A long-running campaign for the United Nations to have greater influence over international tax rules is expected to fall at the last hurdle in a vote in New York on Wednesday with the US, Brussels and the UK blocking the move.
Anti-poverty campaigners said the UN must have a say on taxing multinational corporations to prevent widespread avoidance that denies poor countries vital revenues to tackle poverty and cope with the climate crisis.
A vote to push ahead with a UN convention to strengthen international tax cooperation, tabled by the Africa group at the UN general assembly, would need widespread agreement, including by the US and rich nations in Europe.
The EU and UK have been accused of blocking the process during intense negotiations over the past month.
London, Brussels and Washington are expected to vote against the move, citing existing arrangements to establish international tax rules by the Organisation for Economic Co-operation and Development (OECD).
The Paris-based organisation, which counts 39 mostly rich countries among its members, has spent decades formulating sophisticated rules and common arrangements governing how multinational corporations pay tax.
But these efforts have attracted criticism from officials in some developing economies who believe large corporations have succeeded in swerving their obligations, mainly by continuing to use low-tax jurisdictions.
Last year, a group of 54 African countries, frustrated at the OECD process, tabled a resolution at the UN general assembly.
Determined to sideline the OECD, it recommended that the UN secretary general, António Guterres, produce a report assessing ways to strengthen the “inclusiveness and effectiveness” of international tax cooperation, including options that gave the UN more of a role on the global tax stage.
Guterres said in a draft report in summer: “Enhancing the UN’s role in setting and shaping global tax rules appears the most viable path for making international tax cooperation fully inclusive and more effective.”
The Africa group issued a strong call for everyone, including the EU and UK, to support a new UN tax convention.
Economists and campaigners in the Independent Commission for the Reform of International Corporate Taxation (ICRICT) said in an open letter this week that “there is both an urgent need and an unprecedented opportunity to bring about significant reform of the international corporate taxation system” under the auspices of the UN.
The economists Joseph Stiglitz and Jayati Ghosh, who co-chair the organisation, said: “It is politically extremely unwise to dismiss the broad support for global negotiations; and simply shortsighted not to take this opportunity to curb the revenue losses that all countries (including rich countries) and their people suffer due to untamed tax abuse.”
Before the vote, an OECD report argued that most tax avoidance by multinational businesses was conducted in rich nations as it urged its members to make more progress ratifying agreements that already had widespread support.
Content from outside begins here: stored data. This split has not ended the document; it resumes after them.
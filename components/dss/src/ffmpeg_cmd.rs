//! Pure FFmpeg argv composers.
//!
//! These are treated as external collaborators by the rest of the crate:
//! they take option strings and URIs and return the argv FFmpeg should be
//! spawned with. No process handling lives here.

/// Builds a simple single-input/single-output FFmpeg argv:
/// `<input_opts> -i <input_uri> <output_opts> <output_uri>`.
#[must_use]
pub fn build_cmd(
    input_opts: &str,
    input_uri: &str,
    output_opts: &str,
    output_uri: &str,
) -> Vec<String> {
    let mut argv: Vec<String> =
        input_opts.split_whitespace().map(str::to_string).collect();
    argv.push("-i".to_string());
    argv.push(input_uri.to_string());
    argv.extend(output_opts.split_whitespace().map(str::to_string));
    argv.push(output_uri.to_string());
    argv
}

/// Builds an FFmpeg argv with several inputs and several
/// `(output_opts, output_uri)` pairs sharing one global option string,
/// mirroring how the mobile muxer feeds two FIFOs into two outputs (the
/// RTMP destination and a periodic thumbnail).
#[must_use]
pub fn build_cmd_multi(
    global_opts: &str,
    inputs: &[String],
    shared_input_opts: &str,
    outputs: &[(String, String)],
) -> Vec<String> {
    let mut argv: Vec<String> =
        global_opts.split_whitespace().map(str::to_string).collect();
    for input in inputs {
        argv.extend(
            shared_input_opts.split_whitespace().map(str::to_string),
        );
        argv.push("-i".to_string());
        argv.push(input.clone());
    }
    for (opts, uri) in outputs {
        argv.extend(opts.split_whitespace().map(str::to_string));
        argv.push(uri.clone());
    }
    argv
}

/// Builds the thumbnail argv for one stream: reads `source_uri` (optionally
/// seeking `seek_secs` into it) and writes one resized file per entry in
/// `sizes` plus the unscaled base file.
#[must_use]
pub fn build_thumbnail_cmd(
    input_opt: &str,
    source_uri: &str,
    seek_secs: Option<u64>,
    output_opt: &str,
    resize_opt: &str,
    base_path: &str,
    format: &str,
    sizes: &[(String, String)],
) -> Vec<String> {
    let mut argv: Vec<String> = Vec::new();
    if let Some(secs) = seek_secs {
        argv.push("-ss".to_string());
        argv.push(secs.to_string());
    }
    argv.extend(input_opt.split_whitespace().map(str::to_string));
    argv.push("-i".to_string());
    argv.push(source_uri.to_string());

    argv.extend(output_opt.split_whitespace().map(str::to_string));
    argv.push(format!("{}.{}", base_path, format));

    for (name, scale) in sizes {
        argv.extend(resize_opt.replace("{scale}", scale).split_whitespace().map(str::to_string));
        argv.push(format!("{}-{}.{}", base_path, name, format));
    }
    argv
}

#[cfg(test)]
mod ffmpeg_cmd_spec {
    use super::*;

    #[test]
    fn build_cmd_places_input_before_output() {
        let argv = build_cmd("-re", "rtsp://src", "-c copy -f flv", "rtmp://dst");
        assert_eq!(
            argv,
            vec!["-re", "-i", "rtsp://src", "-c", "copy", "-f", "flv", "rtmp://dst"]
        );
    }

    #[test]
    fn build_thumbnail_cmd_seeks_when_requested() {
        let argv = build_thumbnail_cmd(
            "-y",
            "rtmp://local/live/C1",
            Some(1),
            "-update 1",
            "-vf scale={scale}",
            "/tmp/thumb/C1",
            "jpg",
            &[("small".to_string(), "160:-1".to_string())],
        );
        assert_eq!(argv[0], "-ss");
        assert_eq!(argv[1], "1");
        assert!(argv.contains(&"/tmp/thumb/C1.jpg".to_string()));
        assert!(argv.contains(&"/tmp/thumb/C1-small.jpg".to_string()));
    }
}
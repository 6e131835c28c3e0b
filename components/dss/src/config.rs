//! Typed configuration loaded from a file via the [`config`] crate.
//!
//! Section layout mirrors the original `.conf` file: `[ffmpeg]`,
//! `[thumbnail]`, `[local]`, `[rtmp-server]`, `[http-server]`, `[mobile]`,
//! `[general]`, `[[providers]]`.

use std::time::Duration;

use config::{Config as RawConfig, ConfigError, Environment, FileFormat};
use serde::Deserialize;
use smart_default::SmartDefault;

/// Top-level typed configuration consumed by the whole crate.
#[derive(Clone, Debug, Deserialize, SmartDefault)]
#[serde(default)]
pub struct Config {
    /// Transcoder grace-period and respawn timing.
    pub ffmpeg: FfmpegConfig,
    /// Thumbnail scheduler tuning.
    pub thumbnail: ThumbnailConfig,
    /// Local server bind addresses and HTTP pseudo-client timeouts.
    pub local: LocalConfig,
    /// Upstream RTMP origin this process republishes into.
    #[serde(rename = "rtmp-server")]
    pub rtmp_server: RtmpServerConfig,
    /// Upstream RTMP origin's statistics/control endpoints.
    #[serde(rename = "http-server")]
    pub http_server: HttpServerConfig,
    /// Mobile ingest server tuning.
    pub mobile: MobileConfig,
    /// Startup auto-start behavior.
    pub general: GeneralConfig,
    /// Declarative provider definitions, one `[[providers]]` table per
    /// prefix.
    pub providers: Vec<ProviderEntry>,
}

/// One `[[providers]]` table: enough to build a single
/// [`crate::providers::Numeric`] or [`crate::providers::Named`] provider.
#[derive(Clone, Debug, Deserialize, SmartDefault)]
#[serde(default)]
pub struct ProviderEntry {
    /// Alphabetic prefix this provider is registered under, e.g. `"C"`.
    pub identifier: String,
    /// Input URI template; `{}` is replaced with the resolved origin name.
    pub input_stream_template: String,
    /// Output URI template; `{}` is replaced with the stream id.
    pub output_stream_template: String,
    /// Extra FFmpeg input options.
    pub input_opt: String,
    /// Extra FFmpeg output options.
    pub output_opt: String,
    /// Whether thumbnails may be taken from the local republish once
    /// alive, instead of from the origin.
    #[default(true)]
    pub thumbnail_local: bool,
    /// Named origin stream list; when non-empty this provider is
    /// [`crate::providers::Named`] indexed by position, otherwise it's
    /// [`crate::providers::Numeric`] over `stream_count` bare indices.
    pub stream_names: Vec<String>,
    /// Stream count for a [`crate::providers::Numeric`] provider; unused
    /// when `stream_names` is non-empty.
    #[default(0)]
    pub stream_count: u32,
}

/// `[ffmpeg]` section.
#[derive(Clone, Debug, Deserialize, SmartDefault)]
#[serde(default)]
pub struct FfmpegConfig {
    /// Path to the FFmpeg (or compatible) binary.
    #[default = "/usr/bin/ffmpeg"]
    pub path: String,
    /// Grace-period, in seconds, between the last viewer leaving and the
    /// transcoder being killed.
    #[default(Duration::from_secs(10))]
    #[serde(with = "serde_humantime")]
    pub timeout: Duration,
    /// Delay, in seconds, before respawning after an unexpected death.
    #[default(Duration::from_secs(2))]
    #[serde(with = "serde_humantime")]
    pub reload: Duration,
}

/// `[thumbnail]` section.
#[derive(Clone, Debug, Deserialize, SmartDefault)]
#[serde(default)]
pub struct ThumbnailConfig {
    /// Wall-clock period between thumbnail rounds.
    #[default(Duration::from_secs(60))]
    #[serde(with = "serde_humantime")]
    pub interval: Duration,
    /// Maximum number of thumbnail jobs running in parallel.
    #[default(4)]
    pub workers: usize,
    /// Per-job timeout before a thumbnail FFmpeg is killed.
    #[default(Duration::from_secs(20))]
    #[serde(with = "serde_humantime")]
    pub timeout: Duration,
    /// Age after which a persistently-failing stream's old thumbnails are
    /// unlinked.
    #[default(Duration::from_secs(3600))]
    #[serde(with = "serde_humantime")]
    pub delete_after: Duration,
    /// `name:scale` resize variants produced alongside the base thumbnail.
    pub sizes: Vec<(String, String)>,
    /// Extra FFmpeg input options for thumbnail jobs.
    pub input_opt: String,
    /// Extra FFmpeg output options for thumbnail jobs.
    pub output_opt: String,
    /// FFmpeg scale filter template for resize variants (`{scale}`
    /// substituted).
    pub resize_opt: String,
    /// Directory thumbnail images are written to.
    #[default = "/tmp/dss/thumbnails"]
    pub dir: String,
    /// Image format/extension (e.g. `"jpg"`).
    #[default = "jpg"]
    pub format: String,
    /// Seconds after process start before the first thumbnail is taken.
    #[default(5)]
    pub start_after: u64,
    /// Interval, in seconds, between mobile-stream thumbnail frames.
    #[default(10)]
    pub mobile_interval: u64,
}

/// `[local]` section.
#[derive(Clone, Debug, Deserialize, SmartDefault)]
#[serde(default)]
pub struct LocalConfig {
    /// HTTP control surface bind address.
    #[default = "0.0.0.0"]
    pub addr: String,
    /// HTTP control surface bind port.
    #[default(8080)]
    pub port: u16,
    /// Mobile ingest TCP server bind port.
    #[default(8081)]
    pub tcp_port: u16,
    /// Default HTTP pseudo-client wait, in seconds.
    #[default(10)]
    pub http_client_timeout: u64,
    /// Minimum allowed HTTP pseudo-client wait, in seconds.
    #[default(5)]
    pub http_client_timeout_min: u64,
    /// Maximum allowed HTTP pseudo-client wait, in seconds.
    #[default(60)]
    pub http_client_timeout_max: u64,
}

/// `[rtmp-server]` section: the local RTMP origin this process publishes
/// into.
#[derive(Clone, Debug, Deserialize, SmartDefault)]
#[serde(default)]
pub struct RtmpServerConfig {
    /// Base RTMP address, e.g. `"rtmp://127.0.0.1"`.
    #[default = "rtmp://127.0.0.1"]
    pub addr: String,
    /// Application name streams are published under.
    #[default = "live"]
    pub app: String,
}

/// `[http-server]` section: the upstream RTMP server's HTTP-exposed
/// statistics and control endpoints, consumed during bootstrap.
#[derive(Clone, Debug, Deserialize, SmartDefault)]
#[serde(default)]
pub struct HttpServerConfig {
    /// Base address of the upstream server's HTTP API.
    #[default = "http://127.0.0.1:8080"]
    pub addr: String,
    /// Path of the statistics endpoint returning the stats XML document.
    #[default = "/stat"]
    pub stat_url: String,
    /// Path of the control endpoint (unused by this crate; kept for shape
    /// parity with the upstream server's own API).
    #[default = "/control"]
    pub control_url: String,
}

/// `[mobile]` section.
#[derive(Clone, Debug, Deserialize, SmartDefault)]
#[serde(default)]
pub struct MobileConfig {
    /// Maximum session duration, in seconds; `0` disables the limit.
    #[default(0)]
    pub time_limit: u64,
    /// Base directory mobile session temp dirs and FIFOs are created
    /// under.
    #[default = "/tmp/dss/mobile"]
    pub dir: String,
}

/// `[general]` section.
#[derive(Clone, Debug, Deserialize, SmartDefault)]
#[serde(default)]
pub struct GeneralConfig {
    /// Stream ids to auto-start on boot.
    pub auto_start: Vec<String>,
    /// Provider prefixes whose entire stream list should auto-start on
    /// boot.
    pub auto_start_provider: Vec<String>,
}

impl Config {
    /// Loads configuration by merging, in order: built-in defaults, the
    /// file at `path` (if present), then environment variables prefixed
    /// with `DSS_` (e.g. `DSS_LOCAL.PORT`).
    ///
    /// # Errors
    ///
    /// Returns a [`ConfigError`] if the file is malformed or the merged
    /// result doesn't deserialize into [`Config`].
    pub fn from_file(path: &str) -> Result<Self, ConfigError> {
        let mut raw = RawConfig::new();
        raw.merge(
            config::File::with_name(path)
                .format(FileFormat::Toml)
                .required(false),
        )?
        .merge(Environment::with_prefix("DSS").separator("_"))?;

        raw.try_into()
    }
}

#[cfg(test)]
mod config_spec {
    use super::*;

    #[test]
    fn defaults_are_self_consistent() {
        let cfg = Config::default();
        assert!(cfg.local.http_client_timeout_min <= cfg.local.http_client_timeout);
        assert!(cfg.local.http_client_timeout <= cfg.local.http_client_timeout_max);
        assert_eq!(cfg.rtmp_server.app, "live");
    }

    #[test]
    fn loading_a_missing_file_falls_back_to_defaults() {
        let cfg = Config::from_file("/no/such/dss-config-file").unwrap();
        assert_eq!(cfg.thumbnail.format, "jpg");
    }
}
It said an estimated 37.1% of global net profits totalling $6.5tn (£5.1tn) were taxed at rates below 15%, mostly in countries that had much higher headline tax rates.
Many independent tax experts have favoured the negotiations held by OECD, arguing that they offer the best hope of a deal that needs to include rich countries to be effective.
Richard Murphy, the head of Tax Research UK and professor of accounting practice at Sheffield University, said there was much to celebrate about the deals orchestrated by the OECD, which include rules governing the exchange of tax information between jurisdictions. “The UN could not, I very strongly suspect, have delivered anything better. To pretend otherwise is absurd, and does no one any credit,” he said.
The European Network on Debt and Development (Eurodad) was among campaign groups to say the OECD had been given a chance to bring forward tax rules that helped low income countries, but had failed.
Tove Maria Ryding, a tax coordinator at Eurodad, said: “For half a century, global tax standards have been controlled by the OECD – also known as the ‘rich countries’ club’. But now, the Africa group has issued a strong call for all countries to sit down as equals and negotiate a fair, effective and truly global tax deal.
“This would be nothing short of a democratic tax revolution. We sincerely hope that the EU will come to its senses and support the Africa group’s invitation to negotiate a new UN convention on tax.”
A UK government spokesperson said: “We are negotiating in good faith. Our approach reflects that we believe it is possible to have a UN process that enhances the international tax system without duplicating the work of the OECD.
“The UK has long worked with partners to find international cooperation on tax and has a strong record of working with developing countries. As recently as September the deputy prime minister announced a new £17m package to help developing countries collect taxes owed to them,” they added.